▸ **Aim of the task**
Only an exact repetition of all the entries will be accepted.

▸ **Supplied entries**
>>

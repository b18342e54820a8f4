pub mod clock;
pub mod config;
pub mod error;
pub mod manager;
pub mod model;
pub mod notify;
pub mod storage;

pub use clock::{Clock, FixedClock, SystemClock};
pub use error::AppError;
pub use manager::TaskManager;
pub use model::{Priority, Task, TimeStatus};
use crate::error::AppError;
use serde::{Deserialize, Serialize};
use std::fmt;
use std::str::FromStr;

pub const COLOR_RESET: &str = "\x1b[0m";

/// Task priority. Ordered so that `High > Medium > Low`.
///
/// Persisted as the integers `0`, `1` and `2`.
#[derive(
    Debug, Default, Clone, Copy, PartialEq, Eq, PartialOrd, Ord, Hash, Serialize, Deserialize,
)]
#[serde(into = "u8", try_from = "u8")]
pub enum Priority {
    Low,
    #[default]
    Medium,
    High,
}

impl Priority {
    pub const ALL: [Priority; 3] = [Priority::Low, Priority::Medium, Priority::High];

    /// Case-insensitive parse of `low`, `medium` or `high`.
    ///
    /// On failure callers get [`AppError::InvalidPriority`]; use
    /// `unwrap_or_default()` explicitly if Medium is an acceptable fallback.
    pub fn parse(text: &str) -> Result<Self, AppError> {
        match text.trim().to_ascii_lowercase().as_str() {
            "low" => Ok(Self::Low),
            "medium" => Ok(Self::Medium),
            "high" => Ok(Self::High),
            _ => Err(AppError::InvalidPriority(text.to_string())),
        }
    }

    pub fn as_str(self) -> &'static str {
        match self {
            Self::Low => "Low",
            Self::Medium => "Medium",
            Self::High => "High",
        }
    }

    pub fn color_code(self) -> &'static str {
        match self {
            Self::Low => "\x1b[0;32m",
            Self::Medium => "\x1b[0;33m",
            Self::High => "\x1b[0;31m",
        }
    }
}

impl fmt::Display for Priority {
    fn fmt(&self, f: &mut fmt::Formatter<'_>) -> fmt::Result {
        f.write_str(self.as_str())
    }
}

impl FromStr for Priority {
    type Err = AppError;

    fn from_str(s: &str) -> Result<Self, Self::Err> {
        Self::parse(s)
    }
}

impl From<Priority> for u8 {
    fn from(priority: Priority) -> Self {
        match priority {
            Priority::Low => 0,
            Priority::Medium => 1,
            Priority::High => 2,
        }
    }
}

impl TryFrom<u8> for Priority {
    type Error = AppError;

    fn try_from(value: u8) -> Result<Self, Self::Error> {
        match value {
            0 => Ok(Self::Low),
            1 => Ok(Self::Medium),
            2 => Ok(Self::High),
            other => Err(AppError::invalid_data(format!(
                "priority must be 0, 1 or 2, got {other}"
            ))),
        }
    }
}
use std::path::{Path, PathBuf};
use std::process::{Command, Output};
use std::time::{SystemTime, UNIX_EPOCH};

fn temp_path(file_name: &str) -> PathBuf {
    let nanos = SystemTime::now()
        .duration_since(UNIX_EPOCH)
        .unwrap()
        .as_nanos();
    std::env::temp_dir().join(format!("task-cli-{nanos}-{file_name}"))
}

fn run(store_path: &Path, args: &[&str]) -> Output {
    let exe = env!("CARGO_BIN_EXE_task");
    Command::new(exe)
        .args(args)
        .env("TASK_CLI_STORE_PATH", store_path)
        .env("TASK_CLI_CONFIG_PATH", temp_path("cli-add-config.json"))
        .env("NO_COLOR", "1")
        .output()
        .expect("failed to run task")
}

fn stored_tasks(store_path: &Path) -> serde_json::Value {
    let content = std::fs::read_to_string(store_path).expect("store written");
    serde_json::from_str(&content).expect("valid store")
}

#[test]
fn add_assigns_sequential_ids() {
    let store_path = temp_path("cli-add.json");

    let first = run(&store_path, &["add", "Buy milk"]);
    let second = run(&store_path, &["add", "Pay rent", "--priority", "HIGH"]);
    let tasks = stored_tasks(&store_path);
    std::fs::remove_file(&store_path).ok();

    assert!(first.status.success());
    let stdout = String::from_utf8_lossy(&first.stdout);
    assert!(stdout.contains("Task added with ID: 1 (Priority: Medium)"));

    assert!(second.status.success());
    let stdout = String::from_utf8_lossy(&second.stdout);
    assert!(stdout.contains("Task added with ID: 2 (Priority: High)"));

    assert_eq!(tasks[0]["title"], "Buy milk");
    assert_eq!(tasks[0]["priority"], 1);
    assert_eq!(tasks[1]["priority"], 2);
    assert!(tasks[1]["completed_at"].is_null());
}

#[test]
fn add_stores_due_date_and_reminder() {
    let store_path = temp_path("cli-add-dates.json");

    let output = run(
        &store_path,
        &[
            "add",
            "Dentist",
            "--due",
            "2099-03-01 15:00",
            "--reminder",
            "2099-02-28 09:00",
        ],
    );
    let tasks = stored_tasks(&store_path);
    std::fs::remove_file(&store_path).ok();

    assert!(output.status.success());
    assert!(tasks[0]["due_date"].as_str().unwrap().starts_with("2099-03-01T15:00:00"));
    assert!(tasks[0]["reminder"].as_str().unwrap().starts_with("2099-02-28T09:00:00"));
}

#[test]
fn add_json_outputs_task() {
    let store_path = temp_path("cli-add-json.json");

    let output = run(&store_path, &["--json", "add", "demo", "-p", "low"]);
    std::fs::remove_file(&store_path).ok();

    assert!(output.status.success());
    let value: serde_json::Value = serde_json::from_slice(&output.stdout).unwrap();
    assert_eq!(value["id"], 1);
    assert_eq!(value["title"], "demo");
    assert_eq!(value["priority"], 0);
    assert_eq!(value["time_status"], "normal");
}

#[test]
fn add_rejects_missing_title() {
    let store_path = temp_path("cli-add-missing.json");

    let output = run(&store_path, &["add", "   "]);

    assert!(!output.status.success());
    assert!(!store_path.exists());
    let stderr = String::from_utf8_lossy(&output.stderr);
    assert!(stderr.contains("ERROR: invalid_input - title is required"));
}

#[test]
fn add_rejects_unknown_priority() {
    let store_path = temp_path("cli-add-priority.json");

    let output = run(&store_path, &["add", "demo", "--priority", "urgent"]);

    assert!(!output.status.success());
    assert!(!store_path.exists());
    let stderr = String::from_utf8_lossy(&output.stderr);
    assert!(stderr.contains("ERROR: invalid_priority"));
}

#[test]
fn add_rejects_malformed_date() {
    let store_path = temp_path("cli-add-date.json");

    let output = run(&store_path, &["add", "demo", "--due", "next tuesday"]);

    assert!(!output.status.success());
    assert!(!store_path.exists());
    let stderr = String::from_utf8_lossy(&output.stderr);
    assert!(stderr.contains("ERROR: invalid_date_format"));
}

#[test]
fn add_rejects_reminder_after_due_date() {
    let store_path = temp_path("cli-add-order.json");

    let output = run(
        &store_path,
        &[
            "add",
            "demo",
            "--due",
            "2099-03-01 15:00",
            "--reminder",
            "2099-03-02 09:00",
        ],
    );

    assert!(!output.status.success());
    assert!(!store_path.exists());
    let stderr = String::from_utf8_lossy(&output.stderr);
    assert!(stderr.contains("ERROR: invalid_time_order"));
}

<<

▸ **Problem solution**
repository b18342e54820a8f4
pub mod clock;
pub mod config;
pub mod error;
pub mod manager;
pub mod model;
pub mod notify;
pub mod storage;

pub use clock::{Clock, FixedClock, SystemClock};
pub use error::AppError;
pub use manager::TaskManager;
pub use model::{Priority, Task, TimeStatus};
use crate::error::AppError;
use serde::{Deserialize, Serialize};
use std::fmt;
use std::str::FromStr;

pub const COLOR_RESET: &str = "\x1b[0m";

/// Task priority. Ordered so that `High > Medium > Low`.
///
/// Persisted as the integers `0`, `1` and `2`.
#[derive(
    Debug, Default, Clone, Copy, PartialEq, Eq, PartialOrd, Ord, Hash, Serialize, Deserialize,
)]
#[serde(into = "u8", try_from = "u8")]
pub enum Priority {
    Low,
    #[default]
    Medium,
    High,
}

impl Priority {
    pub const ALL: [Priority; 3] = [Priority::Low, Priority::Medium, Priority::High];

    /// Case-insensitive parse of `low`, `medium` or `high`.
    ///
    /// On failure callers get [`AppError::InvalidPriority`]; use
    /// `unwrap_or_default()` explicitly if Medium is an acceptable fallback.
    pub fn parse(text: &str) -> Result<Self, AppError> {
        match text.trim().to_ascii_lowercase().as_str() {
            "low" => Ok(Self::Low),
            "medium" => Ok(Self::Medium),
            "high" => Ok(Self::High),
            _ => Err(AppError::InvalidPriority(text.to_string())),
        }
    }

    pub fn as_str(self) -> &'static str {
        match self {
            Self::Low => "Low",
            Self::Medium => "Medium",
            Self::High => "High",
        }
    }

    pub fn color_code(self) -> &'static str {
        match self {
            Self::Low => "\x1b[0;32m",
            Self::Medium => "\x1b[0;33m",
            Self::High => "\x1b[0;31m",
        }
    }
}

impl fmt::Display for Priority {
    fn fmt(&self, f: &mut fmt::Formatter<'_>) -> fmt::Result {
        f.write_str(self.as_str())
    }
}

impl FromStr for Priority {
    type Err = AppError;

    fn from_str(s: &str) -> Result<Self, Self::Err> {
        Self::parse(s)
    }
}

impl From<Priority> for u8 {
    fn from(priority: Priority) -> Self {
        match priority {
            Priority::Low => 0,
            Priority::Medium => 1,
            Priority::High => 2,
        }
    }
}

impl TryFrom<u8> for Priority {
    type Error = AppError;

    fn try_from(value: u8) -> Result<Self, Self::Error> {
        match value {
            0 => Ok(Self::Low),
            1 => Ok(Self::Medium),
            2 => Ok(Self::High),
            other => Err(AppError::invalid_data(format!(
                "priority must be 0, 1 or 2, got {other}"
            ))),
        }
    }
}
use std::path::{Path, PathBuf};
use std::process::{Command, Output};
use std::time::{SystemTime, UNIX_EPOCH};

fn temp_path(file_name: &str) -> PathBuf {
    let nanos = SystemTime::now()
        .duration_since(UNIX_EPOCH)
        .unwrap()
        .as_nanos();
    std::env::temp_dir().join(format!("task-cli-{nanos}-{file_name}"))
}

fn run(store_path: &Path, args: &[&str]) -> Output {
    let exe = env!("CARGO_BIN_EXE_task");
    Command::new(exe)
        .args(args)
        .env("TASK_CLI_STORE_PATH", store_path)
        .env("TASK_CLI_CONFIG_PATH", temp_path("cli-add-config.json"))
        .env("NO_COLOR", "1")
        .output()
        .expect("failed to run task")
}

fn stored_tasks(store_path: &Path) -> serde_json::Value {
    let content = std::fs::read_to_string(store_path).expect("store written");
    serde_json::from_str(&content).expect("valid store")
}

#[test]
fn add_assigns_sequential_ids() {
    let store_path = temp_path("cli-add.json");

    let first = run(&store_path, &["add", "Buy milk"]);
    let second = run(&store_path, &["add", "Pay rent", "--priority", "HIGH"]);
    let tasks = stored_tasks(&store_path);
    std::fs::remove_file(&store_path).ok();

    assert!(first.status.success());
    let stdout = String::from_utf8_lossy(&first.stdout);
    assert!(stdout.contains("Task added with ID: 1 (Priority: Medium)"));

    assert!(second.status.success());
    let stdout = String::from_utf8_lossy(&second.stdout);
    assert!(stdout.contains("Task added with ID: 2 (Priority: High)"));

    assert_eq!(tasks[0]["title"], "Buy milk");
    assert_eq!(tasks[0]["priority"], 1);
    assert_eq!(tasks[1]["priority"], 2);
    assert!(tasks[1]["completed_at"].is_null());
}

#[test]
fn add_stores_due_date_and_reminder() {
    let store_path = temp_path("cli-add-dates.json");

    let output = run(
        &store_path,
        &[
            "add",
            "Dentist",
            "--due",
            "2099-03-01 15:00",
            "--reminder",
            "2099-02-28 09:00",
        ],
    );
    let tasks = stored_tasks(&store_path);
    std::fs::remove_file(&store_path).ok();

    assert!(output.status.success());
    assert!(tasks[0]["due_date"].as_str().unwrap().starts_with("2099-03-01T15:00:00"));
    assert!(tasks[0]["reminder"].as_str().unwrap().starts_with("2099-02-28T09:00:00"));
}

#[test]
fn add_json_outputs_task() {
    let store_path = temp_path("cli-add-json.json");

    let output = run(&store_path, &["--json", "add", "demo", "-p", "low"]);
    std::fs::remove_file(&store_path).ok();

    assert!(output.status.success());
    let value: serde_json::Value = serde_json::from_slice(&output.stdout).unwrap();
    assert_eq!(value["id"], 1);
    assert_eq!(value["title"], "demo");
    assert_eq!(value["priority"], 0);
    assert_eq!(value["time_status"], "normal");
}

#[test]
fn add_rejects_missing_title() {
    let store_path = temp_path("cli-add-missing.json");

    let output = run(&store_path, &["add", "   "]);

    assert!(!output.status.success());
    assert!(!store_path.exists());
    let stderr = String::from_utf8_lossy(&output.stderr);
    assert!(stderr.contains("ERROR: invalid_input - title is required"));
}

#[test]
fn add_rejects_unknown_priority() {
    let store_path = temp_path("cli-add-priority.json");

    let output = run(&store_path, &["add", "demo", "--priority", "urgent"]);

    assert!(!output.status.success());
    assert!(!store_path.exists());
    let stderr = String::from_utf8_lossy(&output.stderr);
    assert!(stderr.contains("ERROR: invalid_priority"));
}

#[test]
fn add_rejects_malformed_date() {
    let store_path = temp_path("cli-add-date.json");

    let output = run(&store_path, &["add", "demo", "--due", "next tuesday"]);

    assert!(!output.status.success());
    assert!(!store_path.exists());
    let stderr = String::from_utf8_lossy(&output.stderr);
    assert!(stderr.contains("ERROR: invalid_date_format"));
}

#[test]
fn add_rejects_reminder_after_due_date() {
    let store_path = temp_path("cli-add-order.json");

    let output = run(
        &store_path,
        &[
            "add",
            "demo",
            "--due",
            "2099-03-01 15:00",
            "--reminder",
            "2099-03-02 09:00",
        ],
    );

    assert!(!output.status.success());
    assert!(!store_path.exists());
    let stderr = String::from_utf8_lossy(&output.stderr);
    assert!(stderr.contains("ERROR: invalid_time_order"));
}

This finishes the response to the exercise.